Long ago and nearly forgotten, but always remembered.
Special Note: Diagnoses are abstractions or summaries: sometimes helpful, always incomplete. Neurobiology is a continuum; it follows that complex trauma is, too.
Growing up, children deserve to be safe and protected from the worst things possible. The young and impressionable mind is naturally scared of what’s possible - monsters hiding in the closet, ghosts under the bed, or the moonlight shining brightly and casting a shadow on the bedroom wall that looks too much like the meanest and scariest dragon ever.
In this way, fear is the most primal emotion that motivates you to act if you can. When confronted by something that triggers fear, your body is flooded by a rush of chemicals that activate the fight-or-flight instinct. When activated, the only thing that matters is surviving.

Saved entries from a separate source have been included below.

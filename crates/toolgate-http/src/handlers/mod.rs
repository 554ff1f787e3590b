//! Route handlers

pub mod health;
pub mod mcp;
pub mod push;
pub mod tools;

pub use health::health_check;
pub use mcp::json_rpc;
pub use push::{Acknowledgement, PushEvent, event_stream, receive_message};
pub use tools::{ToolListResponse, call_tool, list_tools};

When the worst thing possible happens in the child’s home or safe haven, and the child cannot escape and is forced to endure the unimaginable, this is trauma. When the trauma is repeated or prolonged, involves harm by a caregiver or person in a trusting position, and occurs during the vulnerable phases of child development, this is complex psychological trauma.
The impact of such horrendous circumstances disturbs the child’s psychobiological and socio-emotional development. The child loses their sense of safety, they feel profoundly alone, and they know biologically what happened is wrong, but they can’t find the words to understand, let alone share, their worst fear that happened to them.

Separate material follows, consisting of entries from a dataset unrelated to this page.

//! Redis implementation of the idempotency store.
//!
//! Each processed id is a plain string value at `<prefix><id>` with a
//! server-enforced TTL, so expiry needs no sweeping and the existence
//! check is a single `EXISTS`. The value itself is opaque; `"1"` is
//! sufficient.

use std::fmt;
use std::sync::Arc;

use async_trait::async_trait;
use redis::aio::ConnectionManager;
use redis::AsyncCommands;
use tracing::debug;

use super::IdempotencyStore;
use crate::stores::redis_base::RedisStore;
use crate::stores::StoreError;

#[derive(Clone)]
pub struct RedisIdempotencyStore {
    client: Arc<ConnectionManager>,
    key_prefix: String,
}

impl RedisStore for RedisIdempotencyStore {}

impl fmt::Debug for RedisIdempotencyStore {
    fn fmt(&self, f: &mut fmt::Formatter<'_>) -> fmt::Result {
        f.debug_struct("RedisIdempotencyStore")
            .field("key_prefix", &self.key_prefix)
            .finish()
    }
}

impl RedisIdempotencyStore {
    pub fn new(
        connection_manager: Arc<ConnectionManager>,
        key_prefix: String,
    ) -> Result<Self, StoreError> {
        if key_prefix.is_empty() {
            return Err(StoreError::InvalidData(
                "Redis key prefix cannot be empty".to_string(),
            ));
        }

        Ok(Self {
            client: connection_manager,
            key_prefix,
        })
    }

    fn entry_key(&self, id: &str) -> String {
        format!("{}{}", self.key_prefix, id)
    }
}

#[async_trait]
impl IdempotencyStore for RedisIdempotencyStore {
    async fn has_processed(&self, id: &str) -> Result<bool, StoreError> {
        let key = self.entry_key(id);
        let mut conn = self.client.as_ref().clone();

        let exists: bool = conn
            .exists(&key)
            .await
            .map_err(|e| self.map_redis_error(e, "has_processed"))?;

        debug!(id = %id, exists = exists, "checked idempotency entry");
        Ok(exists)
    }

    async fn mark_processed(&self, id: &str, ttl_seconds: u64) -> Result<(), StoreError> {
        let key = self.entry_key(id);
        let mut conn = self.client.as_ref().clone();

        let _: () = conn
            .set_ex(&key, "1", ttl_seconds)
            .await
            .map_err(|e| self.map_redis_error(e, "mark_processed"))?;

        debug!(id = %id, ttl_seconds = ttl_seconds, "marked message as processed");
        Ok(())
    }

    async fn remove(&self, id: &str) -> Result<(), StoreError> {
        let key = self.entry_key(id);
        let mut conn = self.client.as_ref().clone();

        let _: () = conn
            .del(&key)
            .await
            .map_err(|e| self.map_redis_error(e, "remove"))?;

        debug!(id = %id, "removed idempotency entry");
        Ok(())
    }
}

Complex trauma requires specialized nurturing care to facilitate finding a pathway back to feeling safe, supported, and worthy. Because complex trauma happens during the time the child is fragile and cognitively unsophisticated, their emerging self is compromised. The child struggles with self-definition, self-regulation, and fundamental attachment security.

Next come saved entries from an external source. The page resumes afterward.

//! The polling runtime.
//!
//! One spawned task owns the loop: receive a batch, run the per-message
//! pipeline, issue a single batch delete for terminal messages, then
//! poll again. `stop()` flips a watch flag; the loop finishes its
//! in-flight batch before exiting, so a message caught in a stop
//! transition either completes and is classified, or is left undeleted
//! and redelivers.

use std::sync::Arc;
use std::time::Duration;

use chrono::Utc;
use tokio::sync::{watch, Mutex};
use tokio::task::JoinHandle;
use tracing::{debug, error, info, warn};

use crate::queue::{QueueClient, QueueMessage, MAX_VISIBILITY_TIMEOUT_SECS};
use crate::stores::{BackoffStore, IdempotencyStore};

use super::config::ConsumerConfig;
use super::errors::ConsumerError;
use super::handler::{MessageHandler, MessageMetadata};
use super::outcome::{classify, MessageOutcome};

/// Fixed pause after a transport error on receive.
const RECEIVE_ERROR_BACKOFF: Duration = Duration::from_secs(5);

/// Per-delivery classification of one message.
#[derive(Debug, Clone, PartialEq, Eq)]
enum Classification {
    /// Terminal: processed, or suppressed as a duplicate. Delete.
    Successful,
    /// Transient: leave undeleted so the queue redelivers. Carries the
    /// cool-down when a backoff store produced one.
    Retry { backoff_delay_ms: Option<i64> },
    /// Terminal: permanent fault. Delete; the idempotency mark stays.
    PermanentFailure,
    /// Still cooling down; left undeleted without dispatching.
    Skipped,
}

enum RunState {
    Idle,
    Running {
        shutdown_tx: watch::Sender<bool>,
        handle: JoinHandle<()>,
    },
}

struct ConsumerInner {
    config: ConsumerConfig,
    queue: Arc<dyn QueueClient>,
    handler: Arc<dyn MessageHandler>,
    idempotency: Option<Arc<dyn IdempotencyStore>>,
    backoff: Option<Arc<dyn BackoffStore>>,
}

/// SQS consumer runtime.
///
/// Construction validates the configuration; stores are attached with
/// the `with_*` builder methods before the first `start()`.
pub struct SqsConsumer {
    config: ConsumerConfig,
    queue: Arc<dyn QueueClient>,
    handler: Arc<dyn MessageHandler>,
    idempotency: Option<Arc<dyn IdempotencyStore>>,
    backoff: Option<Arc<dyn BackoffStore>>,
    state: Mutex<RunState>,
}

impl std::fmt::Debug for SqsConsumer {
    fn fmt(&self, f: &mut std::fmt::Formatter<'_>) -> std::fmt::Result {
        f.debug_struct("SqsConsumer")
            .field("queue_url", &self.config.queue_url)
            .field("idempotency", &self.idempotency.is_some())
            .field("backoff", &self.backoff.is_some())
            .finish()
    }
}

impl SqsConsumer {
    /// Creates a consumer over the given queue client and handler.
    ///
    /// # Errors
    /// Returns `ConsumerError::ConfigError` when any configuration field
    /// is outside its documented range; an invalid configuration never
    /// reaches the polling loop.
    pub fn new(
        config: ConsumerConfig,
        queue: Arc<dyn QueueClient>,
        handler: Arc<dyn MessageHandler>,
    ) -> Result<Self, ConsumerError> {
        config.validate()?;
        Ok(Self {
            config,
            queue,
            handler,
            idempotency: None,
            backoff: None,
            state: Mutex::new(RunState::Idle),
        })
    }

    /// Attaches an idempotency store. Without one, no deduplication is
    /// performed.
    pub fn with_idempotency_store(mut self, store: Arc<dyn IdempotencyStore>) -> Self {
        self.idempotency = Some(store);
        self
    }

    /// Attaches a backoff store. Without one, backoff is not consulted
    /// and visibility timeouts are never adjusted.
    pub fn with_backoff_store(mut self, store: Arc<dyn BackoffStore>) -> Self {
        self.backoff = Some(store);
        self
    }

    /// Spawns the polling task. A no-op (with a warning) when already
    /// running.
    pub async fn start(&self) {
        let mut state = self.state.lock().await;
        if matches!(*state, RunState::Running { .. }) {
            warn!(queue_url = %self.config.queue_url, "Consumer already running; start ignored");
            return;
        }

        let (shutdown_tx, shutdown_rx) = watch::channel(false);
        let inner = Arc::new(ConsumerInner {
            config: self.config.clone(),
            queue: self.queue.clone(),
            handler: self.handler.clone(),
            idempotency: self.idempotency.clone(),
            backoff: self.backoff.clone(),
        });
        let handle = tokio::spawn(run_loop(inner, shutdown_rx));
        *state = RunState::Running {
            shutdown_tx,
            handle,
        };
    }

    /// Signals the polling task to stop and waits for it to finish its
    /// in-flight batch. A no-op when idle.
    pub async fn stop(&self) {
        let previous = {
            let mut state = self.state.lock().await;
            std::mem::replace(&mut *state, RunState::Idle)
        };

        match previous {
            RunState::Idle => {
                warn!(queue_url = %self.config.queue_url, "Consumer not running; stop ignored");
            }
            RunState::Running {
                shutdown_tx,
                handle,
            } => {
                info!(queue_url = %self.config.queue_url, "Stopping consumer");
                let _ = shutdown_tx.send(true);
                if let Err(e) = handle.await {
                    error!(error = %e, "Consumer task terminated abnormally");
                }
            }
        }
    }

    pub async fn is_running(&self) -> bool {
        matches!(*self.state.lock().await, RunState::Running { .. })
    }
}

async fn run_loop(inner: Arc<ConsumerInner>, mut shutdown_rx: watch::Receiver<bool>) {
    info!(queue_url = %inner.config.queue_url, "Consumer started");

    loop {
        if *shutdown_rx.borrow() {
            break;
        }

        let received = tokio::select! {
            _ = shutdown_rx.changed() => break,
            received = inner.queue.receive(
                inner.config.max_number_of_messages,
                inner.config.wait_time_seconds,
                inner.config.visibility_timeout,
            ) => received,
        };

        match received {
            Ok(messages) if messages.is_empty() => {
                sleep_or_shutdown(
                    &mut shutdown_rx,
                    Duration::from_millis(inner.config.poll_interval_ms),
                )
                .await;
            }
            Ok(messages) => {
                // The batch runs to completion even if a stop arrives
                // mid-flight; the loop head observes the flag afterwards.
                process_batch(&inner, messages).await;
            }
            Err(e) => {
                error!(error = %e, queue_url = %inner.config.queue_url, "Failed to receive messages");
                sleep_or_shutdown(&mut shutdown_rx, RECEIVE_ERROR_BACKOFF).await;
            }
        }
    }

    info!(queue_url = %inner.config.queue_url, "Consumer stopped");
}

async fn sleep_or_shutdown(shutdown_rx: &mut watch::Receiver<bool>, duration: Duration) {
    tokio::select! {
        _ = shutdown_rx.changed() => {}
        _ = tokio::time::sleep(duration) => {}
    }
}

/// Runs the per-message pipeline over one received batch, then issues a
/// single delete for the terminal messages and re-paces retries.
async fn process_batch(inner: &ConsumerInner, messages: Vec<QueueMessage>) {
    debug!(message_count = messages.len(), "Processing batch");

    let outcomes: Vec<(QueueMessage, Classification)> = if inner.config.process_in_parallel {
        futures::future::join_all(
            messages
                .into_iter()
                .map(|message| process_message(inner, message)),
        )
        .await
    } else {
        let mut outcomes = Vec::with_capacity(messages.len());
        for message in messages {
            outcomes.push(process_message(inner, message).await);
        }
        outcomes
    };

    let mut to_delete = Vec::new();
    let mut retries = Vec::new();
    for (message, classification) in outcomes {
        match classification {
            Classification::Successful | Classification::PermanentFailure => {
                to_delete.push(message);
            }
            Classification::Retry { backoff_delay_ms } => {
                retries.push((message, backoff_delay_ms));
            }
            Classification::Skipped => {}
        }
    }

    // One delete per batch regardless of dispatch mode. A failure is not
    // fatal: undeleted messages redeliver.
    if !to_delete.is_empty() {
        if let Err(e) = inner.queue.delete_batch(&to_delete).await {
            error!(
                error = %e,
                message_count = to_delete.len(),
                "Failed to delete batch; messages will redeliver"
            );
        }
    }

    // When the backoff store produced a cool-down, align the queue's
    // redelivery pacing with it. Otherwise the configured visibility
    // timeout governs.
    for (message, backoff_delay_ms) in retries {
        if let Some(delay_ms) = backoff_delay_ms {
            let visibility_seconds = (delay_ms / 1_000).min(MAX_VISIBILITY_TIMEOUT_SECS);
            if let Err(e) = inner
                .queue
                .change_visibility(&message, visibility_seconds)
                .await
            {
                warn!(
                    error = %e,
                    message_id = %message.message_id,
                    "Failed to change visibility; queue default governs redelivery"
                );
            }
        }
    }
}

async fn process_message(
    inner: &ConsumerInner,
    message: QueueMessage,
) -> (QueueMessage, Classification) {
    let id = message.message_id.clone();

    // Backoff gate: a cooling-down message is neither dispatched nor
    // deleted; it redelivers once the queue makes it visible again.
    if let Some(backoff) = &inner.backoff {
        match backoff.can_process(&id).await {
            Ok(false) => {
                debug!(message_id = %id, "Message is cooling down; skipped");
                return (message, Classification::Skipped);
            }
            Ok(true) => {}
            Err(e) => {
                // Fail open: a degraded store must not wedge the queue.
                warn!(error = %e, message_id = %id, "Backoff check failed; processing anyway");
            }
        }
    }

    // Duplicate suppression: delete without dispatching the handler.
    let mut pre_marked = false;
    if let Some(idempotency) = &inner.idempotency {
        match idempotency.has_processed(&id).await {
            Ok(true) => {
                debug!(message_id = %id, "Duplicate delivery suppressed");
                return (message, Classification::Successful);
            }
            Ok(false) => {}
            Err(e) => {
                warn!(error = %e, message_id = %id, "Idempotency check failed; processing anyway");
            }
        }

        if inner.config.mark_before_dispatch {
            match idempotency
                .mark_processed(&id, inner.config.idempotency_ttl_seconds)
                .await
            {
                Ok(()) => pre_marked = true,
                Err(e) => {
                    warn!(error = %e, message_id = %id, "Failed to pre-mark message");
                }
            }
        }
    }

    let metadata = MessageMetadata::new(message.receive_count, inner.config.max_receive_count);
    let result = inner.handler.handle(&message, &metadata).await;

    match classify(result) {
        MessageOutcome::Success => {
            if let Some(idempotency) = &inner.idempotency {
                if !pre_marked {
                    if let Err(e) = idempotency
                        .mark_processed(&id, inner.config.idempotency_ttl_seconds)
                        .await
                    {
                        warn!(error = %e, message_id = %id, "Failed to mark message as processed");
                    }
                }
            }
            if let Some(backoff) = &inner.backoff {
                if let Err(e) = backoff.clear(&id).await {
                    warn!(error = %e, message_id = %id, "Failed to clear backoff entry");
                }
            }
            debug!(
                message_id = %id,
                retry_count = metadata.retry_count,
                "Message processed"
            );
            (message, Classification::Successful)
        }
        MessageOutcome::Retry { reason } => {
            warn!(
                message_id = %id,
                retry_count = metadata.retry_count,
                reason = ?reason,
                "Transient handler failure; message will redeliver"
            );
            if pre_marked {
                if let Some(idempotency) = &inner.idempotency {
                    if let Err(e) = idempotency.remove(&id).await {
                        warn!(error = %e, message_id = %id, "Failed to remove pre-mark for retry");
                    }
                }
            }
            let mut backoff_delay_ms = None;
            if let Some(backoff) = &inner.backoff {
                match backoff
                    .record_failure(
                        &id,
                        inner.config.backoff_base_delay,
                        inner.config.backoff_base_delay_unit,
                        inner.config.retry_strategy,
                    )
                    .await
                {
                    Ok(next_retry_ms) => {
                        backoff_delay_ms =
                            Some((next_retry_ms - Utc::now().timestamp_millis()).max(0));
                    }
                    Err(e) => {
                        warn!(error = %e, message_id = %id, "Failed to record failure in backoff store");
                    }
                }
            }
            (message, Classification::Retry { backoff_delay_ms })
        }
        MessageOutcome::Failure { reason } => {
            error!(
                message_id = %id,
                retry_count = metadata.retry_count,
                reason = ?reason,
                "Permanent handler failure; message will be deleted"
            );
            // The mark stays (or is set) so a racing redelivery of this id
            // is suppressed instead of reprocessed.
            if let Some(idempotency) = &inner.idempotency {
                if !pre_marked {
                    if let Err(e) = idempotency
                        .mark_processed(&id, inner.config.idempotency_ttl_seconds)
                        .await
                    {
                        warn!(error = %e, message_id = %id, "Failed to mark permanently failed message");
                    }
                }
            }
            (message, Classification::PermanentFailure)
        }
    }
}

Too often, the events that created the complex trauma go undetected for years. The child may become quieter than usual and show signs of depression, such as being more withdrawn, less interested in engaging in activities, having increased nightmares or night terrors, showing increased moodiness and lowered energy, and saying they are not interested in eating even their favorite foods.
These signs of the child struggling internally are usually looked at on the surface because no one ever suspects the child is experiencing or has undergone experiences that no person, indeed not a child, should ever be exposed to. The stories of complex trauma, quite sadly, frequently remain hidden and are told only when the child moves into their adult years and, once again, is confronted by something that triggers their sense of feeling unsafe, and they react intensely and disproportionately to the event. In adulthood, the child within finds the courage to speak out about what happened to them. However, sharing and seeing the words is hard, even as an adult. Why? Because trauma is complex.